I was too afraid that he would lash out on her to be disgusted. 

"It's alright. I'll handle it. Go and do something you want. I know you're bored here." I said delicately. Jaydon shook his head, telling me he wasn't going to leave me here alone. 

"Are you sure?" Xavier asked, looking at me right in the eyes. I couldn't lie when someone looked me in the eyes. I nodded, not trusting my voice in that moment. 

"I'm sure you guys don't know how to cook. Go on. Before I get a steak knife and chase you out of here." I ordered with a grin. Xavier threw up his hands in surrender, then ran from the kitchen. Lila got a call and excused herself. The rest of the boys followed, tugging Jaydon behind them. Saying something about playing that new game that had eight different players and they could all play together, while not promising that they wouldn't kill each other. 

I rolled my eyes. Boys. 

I turned to face my enraged father and that slight sliver of peace I clutched so tightly to my chest turned to smoke and vanished. I breathed in deeply, prepared to feel the pain. Father's fist swung out and smashed into my stomach. The air flew out of my mouth in a huff. I gasped as I doubled over.

God, did he usually hit that hard? 

I bent over, my arms wrapped around my middle. I was trying to stop the radiating pain coming from my abdomen. I forced myself to breathe through my nose and out of my mouth, trying to focus on anything but the pain. 
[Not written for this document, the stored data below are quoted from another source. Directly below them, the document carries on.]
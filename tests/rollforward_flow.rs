use anyhow::{anyhow, Result};

use ragchat::embedding::{Embedder, EmbeddingResult};
use ragchat::live::{Channel, LiveBroker};
use ragchat::llm::{
    ChatDelta, ChatMessage, ChatOptions, Completion, CompletionProvider, Price, TokenUsage,
    MODEL_EMBEDDING_ADA002, MODEL_GPT35_TURBO,
};
use ragchat::model::{MessageRole, MessageState};
use ragchat::rollforward::{self, RollforwardWorker};
use ragchat::store;

struct FakeEmbedder;

impl Embedder for FakeEmbedder {
    fn model_name(&self) -> &str {
        MODEL_EMBEDDING_ADA002
    }

    fn embed(&self, text: &str) -> Result<EmbeddingResult> {
        // Deterministic 3-dim vector derived from the text.
        let sum: u32 = text.bytes().map(u32::from).sum();
        Ok(EmbeddingResult {
            vector: vec![sum as f32, text.len() as f32, 1.0],
            usage: TokenUsage {
                prompt_tokens: 3,
                completion_tokens: 0,
            },
        })
    }
}

struct FailingEmbedder;

impl Embedder for FailingEmbedder {
    fn model_name(&self) -> &str {
        MODEL_EMBEDDING_ADA002
    }

    fn embed(&self, _text: &str) -> Result<EmbeddingResult> {
        Err(anyhow!("embedding service is down"))
    }
}

/// Streams `reply` in two chunks; answers title requests with `title_json`.
struct FakeProvider {
    reply: String,
    title_json: String,
}

impl FakeProvider {
    fn new(reply: &str) -> FakeProvider {
        FakeProvider {
            reply: reply.to_string(),
            title_json: r#"{"title": "Quick Hello"}"#.to_string(),
        }
    }
}

impl CompletionProvider for FakeProvider {
    fn stream_chat(
        &self,
        _messages: &[ChatMessage],
        _opts: &ChatOptions,
        on_delta: &mut dyn FnMut(ChatDelta) -> Result<()>,
    ) -> Result<Completion> {
        let mid = self.reply.len() / 2;
        for chunk in [&self.reply[..mid], &self.reply[mid..]] {
            on_delta(ChatDelta {
                role: None,
                text_delta: chunk.to_string(),
                done: false,
            })?;
        }
        on_delta(ChatDelta {
            role: None,
            text_delta: String::new(),
            done: true,
        })?;
        Ok(Completion {
            text: self.reply.clone(),
            usage: TokenUsage {
                prompt_tokens: 40,
                completion_tokens: 10,
            },
        })
    }

    fn complete(&self, _messages: &[ChatMessage], _opts: &ChatOptions) -> Result<Completion> {
        Ok(Completion {
            text: self.title_json.clone(),
            usage: TokenUsage {
                prompt_tokens: 12,
                completion_tokens: 4,
            },
        })
    }
}

/// Emits part of an answer, then dies mid-stream.
struct ErrorProvider;

impl CompletionProvider for ErrorProvider {
    fn stream_chat(
        &self,
        _messages: &[ChatMessage],
        _opts: &ChatOptions,
        on_delta: &mut dyn FnMut(ChatDelta) -> Result<()>,
    ) -> Result<Completion> {
        on_delta(ChatDelta {
            role: None,
            text_delta: "I was about to".to_string(),
            done: false,
        })?;
        Err(anyhow!("connection reset"))
    }

    fn complete(&self, _messages: &[ChatMessage], _opts: &ChatOptions) -> Result<Completion> {
        Err(anyhow!("connection reset"))
    }
}

fn worker<'a>(
    embedder: &'a dyn Embedder,
    provider: &'a dyn CompletionProvider,
    live: &'a LiveBroker,
) -> RollforwardWorker<'a> {
    RollforwardWorker {
        embedder,
        provider,
        live,
        chat_model: MODEL_GPT35_TURBO.to_string(),
        temperature: 0.75,
    }
}

#[test]
fn send_user_message_creates_user_turn_and_pending_bot_turn() {
    let mut conn = store::open_in_memory().unwrap();

    let (chat, pending) =
        rollforward::send_user_message(&mut conn, "acc", "alice", None, "Hello there").unwrap();

    let cc = store::read_tx(&mut conn, |tx| store::get_chat_content(tx, &chat.id))
        .unwrap()
        .unwrap();
    assert_eq!(cc.turns.len(), 2);
    assert_eq!(cc.turns[0].role, MessageRole::User);
    assert_eq!(cc.turns[0].versions[0].text, "Hello there");
    assert_eq!(cc.turns[0].versions[0].state, MessageState::Finished);
    assert_eq!(cc.turns[1].role, MessageRole::Bot);
    assert_eq!(cc.turns[1].versions[0].id, pending.id);
    assert_eq!(cc.turns[1].versions[0].state, MessageState::Pending);
}

#[test]
fn send_user_message_rejects_blank_and_oversized_text() {
    let mut conn = store::open_in_memory().unwrap();

    assert!(rollforward::send_user_message(&mut conn, "acc", "alice", None, "   ").is_err());
    let huge = "x".repeat(64 * 1024);
    assert!(rollforward::send_user_message(&mut conn, "acc", "alice", None, &huge).is_err());
}

#[test]
fn send_user_message_enforces_chat_ownership() {
    let mut conn = store::open_in_memory().unwrap();
    let (chat, _) =
        rollforward::send_user_message(&mut conn, "acc", "alice", None, "mine").unwrap();

    let err = rollforward::send_user_message(&mut conn, "acc", "bob", Some(&chat.id), "not mine");
    assert!(err.is_err());
    let err = rollforward::send_user_message(&mut conn, "other", "alice", Some(&chat.id), "nope");
    assert!(err.is_err());
}

#[test]
fn rollforward_embeds_answers_and_titles_a_new_chat() {
    let mut conn = store::open_in_memory().unwrap();
    let live = LiveBroker::new();
    let embedder = FakeEmbedder;
    let provider = FakeProvider::new("General Kenobi!");
    let worker = worker(&embedder, &provider, &live);

    let (chat, pending) =
        rollforward::send_user_message(&mut conn, "acc", "alice", None, "Hello there").unwrap();
    worker.run(&mut conn, &chat.id).unwrap();

    let (chat, cc) = store::read_tx(&mut conn, |tx| {
        Ok((
            store::get_chat(tx, &chat.id)?.unwrap(),
            store::get_chat_content(tx, &chat.id)?.unwrap(),
        ))
    })
    .unwrap();

    // Backfill: the user message now carries an embedding.
    assert!(cc.turns[0].versions[0].embedding.is_some());

    // Generation: the pending message finished with the streamed text.
    let bot = cc.turns[1].last_message().unwrap();
    assert_eq!(bot.id, pending.id);
    assert_eq!(bot.state, MessageState::Finished);
    assert_eq!(bot.text, "General Kenobi!");

    // Cost accrued from embedding + completion + title usage.
    assert!(chat.cost > Price::ZERO);

    // Title landed and the regen flag is clear.
    assert_eq!(chat.title, "Quick Hello");
    assert!(chat.title_generated);
    assert!(!chat.title_regen_requested);
    assert!(!chat.needs_title());

    // Live: streamed deltas were published transiently, the final message
    // durably, and the title went to the owner's nav view.
    let channel = Channel::chat(&chat.id);
    let burst = live.latest_transient(&channel, &pending.id).unwrap();
    assert_eq!(burst.payload["text"], "General Kenobi!");
    assert_eq!(live.last_event_id(&channel), 1);
    let finals = live.catch_up(&channel, 0);
    assert_eq!(finals.len(), 1);
    assert_eq!(finals[0].payload["state"], "finished");
    assert_eq!(live.last_event_id(&Channel::nav("alice")), 1);
    assert_eq!(live.last_event_id(&Channel::nav("mod:acc")), 1);
}

#[test]
fn embedding_failure_is_isolated_and_retried_on_the_next_run() {
    let mut conn = store::open_in_memory().unwrap();
    let live = LiveBroker::new();
    let provider = FakeProvider::new("Still answering.");

    let (chat, _) =
        rollforward::send_user_message(&mut conn, "acc", "alice", None, "Hello there").unwrap();

    let failing = FailingEmbedder;
    worker(&failing, &provider, &live)
        .run(&mut conn, &chat.id)
        .unwrap();

    let cc = store::read_tx(&mut conn, |tx| store::get_chat_content(tx, &chat.id))
        .unwrap()
        .unwrap();
    // The answer still finished; only the embedding is missing.
    assert!(cc.turns[0].versions[0].embedding.is_none());
    assert_eq!(
        cc.turns[1].last_message().unwrap().state,
        MessageState::Finished
    );

    let working = FakeEmbedder;
    worker(&working, &provider, &live)
        .run(&mut conn, &chat.id)
        .unwrap();

    let cc = store::read_tx(&mut conn, |tx| store::get_chat_content(tx, &chat.id))
        .unwrap()
        .unwrap();
    assert!(cc.turns[0].versions[0].embedding.is_some());
}

#[test]
fn provider_failure_marks_the_message_failed() {
    let mut conn = store::open_in_memory().unwrap();
    let live = LiveBroker::new();
    let embedder = FakeEmbedder;
    let provider = ErrorProvider;
    let worker = worker(&embedder, &provider, &live);

    let (chat, pending) =
        rollforward::send_user_message(&mut conn, "acc", "alice", None, "Hello there").unwrap();
    worker.run(&mut conn, &chat.id).unwrap();

    let (chat, cc) = store::read_tx(&mut conn, |tx| {
        Ok((
            store::get_chat(tx, &chat.id)?.unwrap(),
            store::get_chat_content(tx, &chat.id)?.unwrap(),
        ))
    })
    .unwrap();

    let bot = cc.turns[1].last_message().unwrap();
    assert_eq!(bot.id, pending.id);
    assert_eq!(bot.state, MessageState::Failed);
    assert_eq!(bot.text, "");

    // The partial stream still costs money (estimated usage).
    assert!(chat.cost > Price::ZERO);

    // The failed state was published durably.
    let finals = live.catch_up(&Channel::chat(&chat.id), 0);
    assert_eq!(finals.len(), 1);
    assert_eq!(finals[0].payload["state"], "failed");
}

#[test]
fn empty_completion_marks_the_message_failed() {
    struct EmptyProvider;
    impl CompletionProvider for EmptyProvider {
        fn stream_chat(
            &self,
            _messages: &[ChatMessage],
            _opts: &ChatOptions,
            on_delta: &mut dyn FnMut(ChatDelta) -> Result<()>,
        ) -> Result<Completion> {
            on_delta(ChatDelta {
                role: None,
                text_delta: String::new(),
                done: true,
            })?;
            Ok(Completion {
                text: "   ".to_string(),
                usage: TokenUsage::default(),
            })
        }
        fn complete(&self, _messages: &[ChatMessage], _opts: &ChatOptions) -> Result<Completion> {
            Err(anyhow!("nope"))
        }
    }

    let mut conn = store::open_in_memory().unwrap();
    let live = LiveBroker::new();
    let embedder = FakeEmbedder;
    let provider = EmptyProvider;
    let worker = worker(&embedder, &provider, &live);

    let (chat, _) =
        rollforward::send_user_message(&mut conn, "acc", "alice", None, "Hello there").unwrap();
    worker.run(&mut conn, &chat.id).unwrap();

    let cc = store::read_tx(&mut conn, |tx| store::get_chat_content(tx, &chat.id))
        .unwrap()
        .unwrap();
    assert_eq!(
        cc.turns[1].last_message().unwrap().state,
        MessageState::Failed
    );
}

#[test]
fn run_with_nothing_pending_is_a_noop() {
    let mut conn = store::open_in_memory().unwrap();
    let live = LiveBroker::new();
    let embedder = FakeEmbedder;
    let provider = FakeProvider::new("Done already.");
    let worker = worker(&embedder, &provider, &live);

    let (chat, _) =
        rollforward::send_user_message(&mut conn, "acc", "alice", None, "Hello there").unwrap();
    worker.run(&mut conn, &chat.id).unwrap();

    let before = store::read_tx(&mut conn, |tx| {
        Ok((
            store::get_chat(tx, &chat.id)?.unwrap(),
            store::get_chat_content(tx, &chat.id)?.unwrap(),
        ))
    })
    .unwrap();
    let nav_ids_before = live.last_event_id(&Channel::nav("alice"));

    worker.run(&mut conn, &chat.id).unwrap();

    let after = store::read_tx(&mut conn, |tx| {
        Ok((
            store::get_chat(tx, &chat.id)?.unwrap(),
            store::get_chat_content(tx, &chat.id)?.unwrap(),
        ))
    })
    .unwrap();
    assert_eq!(before, after);
    assert_eq!(live.last_event_id(&Channel::nav("alice")), nav_ids_before);
}

#[test]
fn run_on_a_missing_chat_is_a_noop() {
    let mut conn = store::open_in_memory().unwrap();
    let live = LiveBroker::new();
    let embedder = FakeEmbedder;
    let provider = FakeProvider::new("n/a");
    worker(&embedder, &provider, &live)
        .run(&mut conn, "no-such-chat")
        .unwrap();
}

#[test]
fn regenerate_appends_a_version_and_rollforward_fills_it() {
    let mut conn = store::open_in_memory().unwrap();
    let live = LiveBroker::new();
    let embedder = FakeEmbedder;

    let (chat, first_pending) =
        rollforward::send_user_message(&mut conn, "acc", "alice", None, "Hello there").unwrap();
    let provider = FakeProvider::new("Take one.");
    worker(&embedder, &provider, &live)
        .run(&mut conn, &chat.id)
        .unwrap();

    let fresh =
        rollforward::regenerate_bot_message(&mut conn, &chat.id, &first_pending.id).unwrap();
    assert_ne!(fresh.id, first_pending.id);

    let provider = FakeProvider::new("Take two.");
    worker(&embedder, &provider, &live)
        .run(&mut conn, &chat.id)
        .unwrap();

    let cc = store::read_tx(&mut conn, |tx| store::get_chat_content(tx, &chat.id))
        .unwrap()
        .unwrap();
    let turn = &cc.turns[1];
    assert_eq!(turn.versions.len(), 2);
    assert_eq!(turn.versions[0].text, "Take one.");
    assert_eq!(turn.versions[1].id, fresh.id);
    assert_eq!(turn.versions[1].state, MessageState::Finished);
    assert_eq!(turn.versions[1].text, "Take two.");
}

#[test]
fn regenerate_rejects_pending_and_user_messages() {
    let mut conn = store::open_in_memory().unwrap();
    let (chat, pending) =
        rollforward::send_user_message(&mut conn, "acc", "alice", None, "Hello there").unwrap();

    // Still pending.
    assert!(rollforward::regenerate_bot_message(&mut conn, &chat.id, &pending.id).is_err());

    // User message.
    let cc = store::read_tx(&mut conn, |tx| store::get_chat_content(tx, &chat.id))
        .unwrap()
        .unwrap();
    let user_id = cc.turns[0].versions[0].id.clone();
    assert!(rollforward::regenerate_bot_message(&mut conn, &chat.id, &user_id).is_err());
}
//! Pure cell classifiers.
//!
//! Every function here takes a string slice, returns a boolean, and never
//! panics. The registry builds primitive parsers from these; the validator
//! engine exposes them to user expressions under `predicates.*`.

use std::sync::OnceLock;

use base64::Engine as _;
use regex::Regex;

fn percent_re() -> &'static Regex {
    static RE: OnceLock<Regex> = OnceLock::new();
    RE.get_or_init(|| Regex::new(r"^-?\d+(\.\d+)?%$").unwrap())
}

fn ratio_re() -> &'static Regex {
    static RE: OnceLock<Regex> = OnceLock::new();
    RE.get_or_init(|| Regex::new(r"^(-?\d+)/(\d+)$").unwrap())
}

fn http_re() -> &'static Regex {
    static RE: OnceLock<Regex> = OnceLock::new();
    RE.get_or_init(|| {
        Regex::new(r"^https?://[^\s/:?#]+(:\d+)?(/[^\s?#]*)?(\?[^\s#]*)?(#\S*)?$").unwrap()
    })
}

/// A single identifier segment: `[A-Za-z_][A-Za-z0-9_]*`.
pub fn is_identifier(s: &str) -> bool {
    let mut chars = s.chars();
    match chars.next() {
        Some(c) if c.is_ascii_alphabetic() || c == '_' => {}
        _ => return false,
    }
    chars.all(|c| c.is_ascii_alphanumeric() || c == '_')
}

/// A dotted identifier path. No leading, trailing, or consecutive dots.
pub fn is_name(s: &str) -> bool {
    !s.is_empty() && s.split('.').all(is_identifier)
}

/// Decimal integer with optional sign.
pub fn is_integer_value(s: &str) -> bool {
    let digits = s.strip_prefix('-').unwrap_or(s);
    !digits.is_empty() && digits.bytes().all(|b| b.is_ascii_digit())
}

/// A number literal that parses and is not zero.
pub fn is_non_zero_number(s: &str) -> bool {
    matches!(s.parse::<f64>(), Ok(n) if n != 0.0 && n.is_finite())
}

/// `-?\d+(\.\d+)?%` or `-?\d+/\d+` with a non-zero denominator.
pub fn is_percent(s: &str) -> bool {
    if percent_re().is_match(s) {
        return true;
    }
    if let Some(caps) = ratio_re().captures(s) {
        return caps[2].parse::<u64>().map(|d| d != 0).unwrap_or(false);
    }
    false
}

/// `a/b` fraction with a non-zero denominator.
pub fn is_ratio(s: &str) -> bool {
    match ratio_re().captures(s) {
        Some(caps) => caps[2].parse::<u64>().map(|d| d != 0).unwrap_or(false),
        None => false,
    }
}

/// `http(s)://host[:port][/path][?query][#fragment]` with a non-empty host.
pub fn is_http_url(s: &str) -> bool {
    http_re().is_match(s)
}

/// Compiles under the `regex` crate.
pub fn is_regex(s: &str) -> bool {
    Regex::new(s).is_ok()
}

/// Windows reserved device names, forbidden as filenames even with an extension.
const RESERVED_DEVICE_NAMES: &[&str] = &[
    "CON", "PRN", "AUX", "NUL", "COM1", "COM2", "COM3", "COM4", "COM5", "COM6", "COM7", "COM8",
    "COM9", "LPT1", "LPT2", "LPT3", "LPT4", "LPT5", "LPT6", "LPT7", "LPT8", "LPT9",
];

/// Portable file name: no path separators, no reserved device names, no
/// `<>:"|?*`, no triple dots, not blank.
pub fn is_filename(s: &str) -> bool {
    if s.trim().is_empty() || s.contains("...") {
        return false;
    }
    if s.chars().any(|c| matches!(c, '/' | '\\' | '<' | '>' | ':' | '"' | '|' | '?' | '*')) {
        return false;
    }
    let stem = s.split('.').next().unwrap_or("");
    let stem_upper = stem.to_ascii_uppercase();
    !RESERVED_DEVICE_NAMES.contains(&stem_upper.as_str())
}

pub fn is_valid_utf8(bytes: &[u8]) -> bool {
    std::str::from_utf8(bytes).is_ok()
}

pub fn is_valid_ascii(s: &str) -> bool {
    s.is_ascii()
}

/// Even-length hexadecimal string.
pub fn is_hex_bytes(s: &str) -> bool {
    !s.is_empty() && s.len() % 2 == 0 && s.bytes().all(|b| b.is_ascii_hexdigit())
}

/// Standard base64 with padding.
pub fn is_base64(s: &str) -> bool {
    base64::engine::general_purpose::STANDARD.decode(s).is_ok()
}

/// `X.Y.Z` semantic version.
pub fn is_version(s: &str) -> bool {
    semver::Version::parse(s).is_ok()
}

/// Version comparison operators accepted by `cmp_version`, longest first so
/// that `==` and `<=` win over their one-character prefixes.
pub const CMP_VERSION_OPS: &[&str] = &["==", "<=", ">=", "=", "<", ">", "~", "^"];

/// `(=|==|<|<=|>|>=|~|^)X.Y.Z`.
pub fn is_cmp_version(s: &str) -> bool {
    for op in CMP_VERSION_OPS {
        if let Some(rest) = s.strip_prefix(op) {
            return is_version(rest);
        }
    }
    false
}

#[cfg(test)]
mod tests {
    use super::*;

    #[test]
    fn identifier_accepts_underscore_start() {
        assert!(is_identifier("_foo"));
        assert!(is_identifier("a1_b2"));
        assert!(!is_identifier("1abc"));
        assert!(!is_identifier(""));
        assert!(!is_identifier("a-b"));
    }

    #[test]
    fn name_rejects_bad_dots() {
        assert!(is_name("player.inventory.slot"));
        assert!(is_name("single"));
        assert!(!is_name(".leading"));
        assert!(!is_name("trailing."));
        assert!(!is_name("a..b"));
        assert!(!is_name(""));
    }

    #[test]
    fn integer_value() {
        assert!(is_integer_value("0"));
        assert!(is_integer_value("-42"));
        assert!(!is_integer_value("1.5"));
        assert!(!is_integer_value("-"));
        assert!(!is_integer_value("1e3"));
    }

    #[test]
    fn percent_forms() {
        assert!(is_percent("50%"));
        assert!(is_percent("-12.5%"));
        assert!(is_percent("1/2"));
        assert!(is_percent("-3/4"));
        assert!(!is_percent("1/0"));
        assert!(!is_percent("50"));
        assert!(!is_percent("%"));
    }

    #[test]
    fn http_url_needs_host() {
        assert!(is_http_url("http://example.com"));
        assert!(is_http_url("https://example.com:8080/path?q=1#frag"));
        assert!(!is_http_url("http://"));
        assert!(!is_http_url("ftp://example.com"));
        assert!(!is_http_url("example.com"));
    }

    #[test]
    fn filename_rejects_device_names() {
        assert!(is_filename("data.tsv"));
        assert!(!is_filename("CON"));
        assert!(!is_filename("con.txt"));
        assert!(!is_filename("LPT3.log"));
        assert!(!is_filename("a/b.tsv"));
        assert!(!is_filename("a...tsv"));
        assert!(!is_filename("  "));
        assert!(!is_filename("a<b"));
    }

    #[test]
    fn hex_and_base64() {
        assert!(is_hex_bytes("deadBEEF"));
        assert!(!is_hex_bytes("abc"));
        assert!(!is_hex_bytes(""));
        assert!(is_base64("aGVsbG8="));
        assert!(!is_base64("not base64!!"));
    }

    #[test]
    fn versions() {
        assert!(is_version("1.2.3"));
        assert!(!is_version("1.2"));
        assert!(is_cmp_version(">=1.0.0"));
        assert!(is_cmp_version("~2.1.0"));
        assert!(is_cmp_version("==1.0.0"));
        assert!(!is_cmp_version("1.0.0"));
        assert!(!is_cmp_version(">="));
    }

    #[test]
    fn regex_predicate() {
        assert!(is_regex(r"^\d+$"));
        assert!(!is_regex(r"("));
    }
}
Father's hand swung around again and sent me reeling into the counter, where I landed with a loud bang. Father's head whipped around, looking for anyone who could have possibly heard the crash. The boys were steady playing video games in the game room and Lila was on the phone with an important someone or another. I hadn't really paid attention when she had said who.

"Be quiet!" He hissed at me, like I had much control. I simply nodded and let him continue to take out his frustrations. This meant he wouldn't get mad at Lila and hit her. This meant he wouldn't get mad at the boys and hit them. I was willing to take the pain if it meant that those I loved were safe. 

"I'm sorry. I'm sorry." I whispered. I didn't know why I was sorry. I just was. It was an impulse to be sorry, seeing as how I was always screwing something up. He didn't let up, even when I fell the floor. 

His foot kept on landing in my gut. I heard a couple of cracks, but nothing I was too concerned about. What I was really concerned with was how I was going to hide the black eye father had given me. Maybe bullies?

Isn't it funny how I suddenly found myself able to think clearly while everything else around me was being covered with pain?

I thought it was funny, at least. 

What a way to pull me back to back to reality.